TOP ABSTRACT INTRODUCTION Materials and Methods Results Discussion REFERENCES

 
Cardiac magnetic resonance (MR) imaging is widely regarded as the reference standard for the assessment of global left ventricular (LV) volumes, mass, and function (1,2). The MR imaging approach most commonly used for global LV studies requires the acquisition of a stack of short-axis cine sections covering the entire LV. The number of sections required varies (typically between eight and 14) and is determined according to the morphology of the given heart and technical parameters such as section thickness and intersection gap.

In contrast, regional LV parameters are usually evaluated from a limited number of short-axis sections by using standardized segmentation models. These sections can be acquired either after the performance of a multisection short-axis study or selectively. In situations where regional rather than global parameters are the focus of interest, a comprehensive data set covering the entire LV is unnecessary, and the time spent on the acquisition and handling of superfluous data could be saved.

Selective data acquisition for the evaluation of regional LV parameters at rest and at stress has been performed in a number of MR imaging studies in which three, four, or five short-axis sections were used, with section positions derived from either systolic or diastolic long-axis images (3–8). To our knowledge, none of these approaches have been systematically validated.

The consensus statement published by the Cardiac Imaging Committee of the Council on Clinical Cardiology of the American Heart Association has provided guidelines for nomenclature and localization of the standard segments of the LV (9). It recommends the use of a 17-segment model and provides anatomic landmarks to be considered for the selection of sections for display.

The purpose of this study was to evaluate the accuracy of a simple selective short-axis section-positioning approach compared with the established criteria for cardiac section positioning and with the conventional approach using multisection coverage of the entire LV.

	Materials and Methods

TOP ABSTRACT INTRODUCTION Materials and Methods Results Discussion REFERENCES

 
Subjects
A total of 44 subjects were studied prospectively. The study was approved by the local ethics committee, and all subjects gave written informed consent.

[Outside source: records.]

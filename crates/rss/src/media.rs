// ABOUTME: Media RSS extension elements (media:thumbnail, media:content, media:peerLink).
// ABOUTME: Exposes flattened accessors over direct elements and media:group children.

use serde::{Deserialize, Serialize};

use crate::raw::parse_size;

const OCTET_STREAM: &str = "application/octet-stream";

/// `<media:thumbnail url width height>`.
#[derive(Debug, Clone, Default, PartialEq, Eq, Serialize, Deserialize)]
#[serde(default)]
pub struct MediaThumbnail {
    pub url: String,
    pub width: String,
    pub height: String,
}

impl MediaThumbnail {
    /// Guessed from the file extension; thumbnails carry no type attribute.
    pub fn mime_type(&self) -> &'static str {
        if self.url.ends_with(".png") {
            "image/png"
        } else if self.url.ends_with(".gif") {
            "image/gif"
        } else {
            "image/jpeg"
        }
    }

    pub fn size(&self) -> u64 {
        0
    }
}

/// `<media:content url type medium fileSize>`.
#[derive(Debug, Clone, Default, PartialEq, Eq, Serialize, Deserialize)]
#[serde(default)]
pub struct MediaContent {
    pub url: String,
    #[serde(rename = "type")]
    pub mime_type: String,
    pub medium: String,
    pub file_size: String,
}

impl MediaContent {
    /// Explicit type first, then a wildcard derived from `medium`.
    pub fn mime_type(&self) -> &str {
        if !self.mime_type.is_empty() {
            return &self.mime_type;
        }
        match self.medium.as_str() {
            "image" => "image/*",
            "video" => "video/*",
            "audio" => "audio/*",
            _ => OCTET_STREAM,
        }
    }

    pub fn size(&self) -> u64 {
        parse_size(&self.file_size)
    }
}

/// `<media:peerLink type href>`, e.g. a torrent.
#[derive(Debug, Clone, Default, PartialEq, Eq, Serialize, Deserialize)]
#[serde(default)]
pub struct MediaPeerLink {
    pub url: String,
    #[serde(rename = "type")]
    pub mime_type: String,
}

impl MediaPeerLink {
    pub fn mime_type(&self) -> &str {
        if self.mime_type.is_empty() {
            OCTET_STREAM
        } else {
            &self.mime_type
        }
    }

    pub fn size(&self) -> u64 {
        0
    }
}

/// `<media:group>`: a bundle of alternative renditions.
#[derive(Debug, Clone, Default, PartialEq, Eq, Serialize, Deserialize)]
#[serde(default)]
pub struct MediaGroup {
    pub thumbnails: Vec<MediaThumbnail>,
    pub contents: Vec<MediaContent>,
    pub peer_links: Vec<MediaPeerLink>,
}

/// All media extension elements attached to one item.
#[derive(Debug, Clone, Default, PartialEq, Eq, Serialize, Deserialize)]
#[serde(default)]
pub struct MediaExtensions {
    pub thumbnails: Vec<MediaThumbnail>,
    pub contents: Vec<MediaContent>,
    pub peer_links: Vec<MediaPeerLink>,
    pub groups: Vec<MediaGroup>,
}

impl MediaExtensions {
    /// Direct thumbnails followed by those of each group.
    pub fn thumbnails(&self) -> impl Iterator<Item = &MediaThumbnail> {
        self.thumbnails
            .iter()
            .chain(self.groups.iter().flat_map(|g| g.thumbnails.iter()))
    }

    /// Direct contents followed by those of each group.
    pub fn contents(&self) -> impl Iterator<Item = &MediaContent> {
        self.contents
            .iter()
            .chain(self.groups.iter().flat_map(|g| g.contents.iter()))
    }

    /// Direct peer links followed by those of each group.
    pub fn peer_links(&self) -> impl Iterator<Item = &MediaPeerLink> {
        self.peer_links
            .iter()
            .chain(self.groups.iter().flat_map(|g| g.peer_links.iter()))
    }
}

Twenty-one subjects (11 men and 10 women; mean age, 32 years ± 11 [standard deviation]) were healthy volunteers with no history of cardiovascular disease, a normal resting blood pressure, and a normal 12-lead electrocardiogram.

Twenty-three subjects (21 men and two women; mean age, 56 years ± 12) were patients with a history of acute (n = 21) or chronic (n = 2) myocardial infarction as diagnosed according to clinical, enzymatic, and electrocardiogram changes. Patients were recruited consecutively from March 2003 until September 2003. Patients with arrhythmia, with general exclusion criteria for MR imaging (eg, pacemaker, other non–MR-compatible metal implants, claustrophobia), or who were clinically unstable were not enrolled. In two additional patients, MR imaging had to be aborted because of claustrophobia before any cine images could be acquired, and both patients were excluded from the study. An electrocardiogram helped define the infarct location as anterior or anteroseptal in 13 cases, as inferior in six, and as posterolateral in four. Table 1 shows subject characteristics in more detail.

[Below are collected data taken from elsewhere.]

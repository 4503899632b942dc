// ABOUTME: Integration tests for the default collaborators.
// ABOUTME: Tests date parsing, tag stripping, URL resolution and link relations through the public API.

use feedcanon_rss::{
    absolute_url, is_valid_link_relation, parse_flexible_time, strip_tags, ContentHasher,
    FeedError, Sha256Hasher,
};

mod time_parse_tests {
    use super::*;
    use chrono::{TimeZone, Utc};

    #[test]
    fn test_parse_dublin_core_date() {
        let dt = parse_flexible_time("2023-06-15T14:30:00+02:00").unwrap();
        assert_eq!(dt, Utc.with_ymd_and_hms(2023, 6, 15, 12, 30, 0).unwrap());
    }

    #[test]
    fn test_parse_pub_date() {
        let dt = parse_flexible_time("Sat, 07 Sep 2002 09:42:31 GMT").unwrap();
        assert_eq!(dt, Utc.with_ymd_and_hms(2002, 9, 7, 9, 42, 31).unwrap());
    }

    #[test]
    fn test_parse_naive_datetime_as_utc() {
        let dt = parse_flexible_time("2006-01-02 15:04:05").unwrap();
        assert_eq!(dt, Utc.with_ymd_and_hms(2006, 1, 2, 15, 4, 5).unwrap());
    }

    #[test]
    fn test_invalid_date() {
        assert!(matches!(
            parse_flexible_time("not a date"),
            Err(FeedError::InvalidDate { .. })
        ));
    }
}

mod strip_tags_tests {
    use super::*;

    #[test]
    fn test_author_markup_removed() {
        assert_eq!(strip_tags("<span>John</span> <i>Smith</i>"), "John Smith");
    }

    #[test]
    fn test_email_style_author_untouched() {
        assert_eq!(strip_tags("john@example.com (John)"), "john@example.com (John)");
    }
}

mod url_tests {
    use super::*;

    #[test]
    fn test_relative_resolution() {
        assert_eq!(
            absolute_url("http://blog.example/", "/posts/1").unwrap(),
            "http://blog.example/posts/1"
        );
    }

    #[test]
    fn test_protocol_relative_resolution() {
        assert_eq!(
            absolute_url("https://blog.example/", "//cdn.example/a").unwrap(),
            "https://cdn.example/a"
        );
    }

    #[test]
    fn test_unresolvable() {
        assert!(absolute_url("", "posts/1").is_err());
    }
}

mod link_relation_tests {
    use super::*;

    #[test]
    fn test_documented_cases() {
        assert!(is_valid_link_relation(""));
        assert!(is_valid_link_relation("alternate"));
        assert!(!is_valid_link_relation("stylesheet"));
        assert!(is_valid_link_relation("http://example.org/rel/x"));
    }
}

#[test]
fn test_hash_is_deterministic() {
    assert_eq!(Sha256Hasher.hash("guid"), Sha256Hasher.hash("guid"));
    assert_ne!(Sha256Hasher.hash("guid"), Sha256Hasher.hash("guid2"));
    assert_eq!(Sha256Hasher.hash("x").len(), 64);
}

Positioning was performed by using the three-dimensional graphical-positioning interface of the MR imager in the following manner: After the acquisition of transverse localizer images, a two-chamber cine image was derived by positioning a parasagittal section through the LV apex and the middle of the mitral annulus. On the basis of the two-chamber view, a basal short-axis view was planned parallel to the mitral annulus. From the resulting short-axis image, a four-chamber cine image (the section intersecting the midpoint of the LV and the junction of the free and the inferior walls of the right ventricle) was obtained (10).

For the selective short-axis method, end systole was identified in the two-chamber and four-chamber view cine studies by selecting the image with the smallest discernable LV cavity. On these systolic images, a stack of five parallel sections was positioned in the short-axis orientation between the mitral annulus and the apex of the LV (Fig 1, step A). The intersection gaps were increased in 0.5-mm increments, and the stack was recentered to closely fit the LV so that the outer margin of the most apical section reached the outer boundary of the LV apex and the proximal border of the most basal section aligned with the mitral annulus (Fig 1, step B; Fig 2). Of these five section positions, only the middle three sections were used for actual imaging (repetition time msec/echo time msec, 3.48/1.74; flip angle, 55°; section thickness, 8 mm; pixel size, 1.8 x 2.3 mm; 18 phases; heart phase interval, 30–67 msec), which led to data acquisition in basal, midcavity, and apical section positions (Fig 1, step C).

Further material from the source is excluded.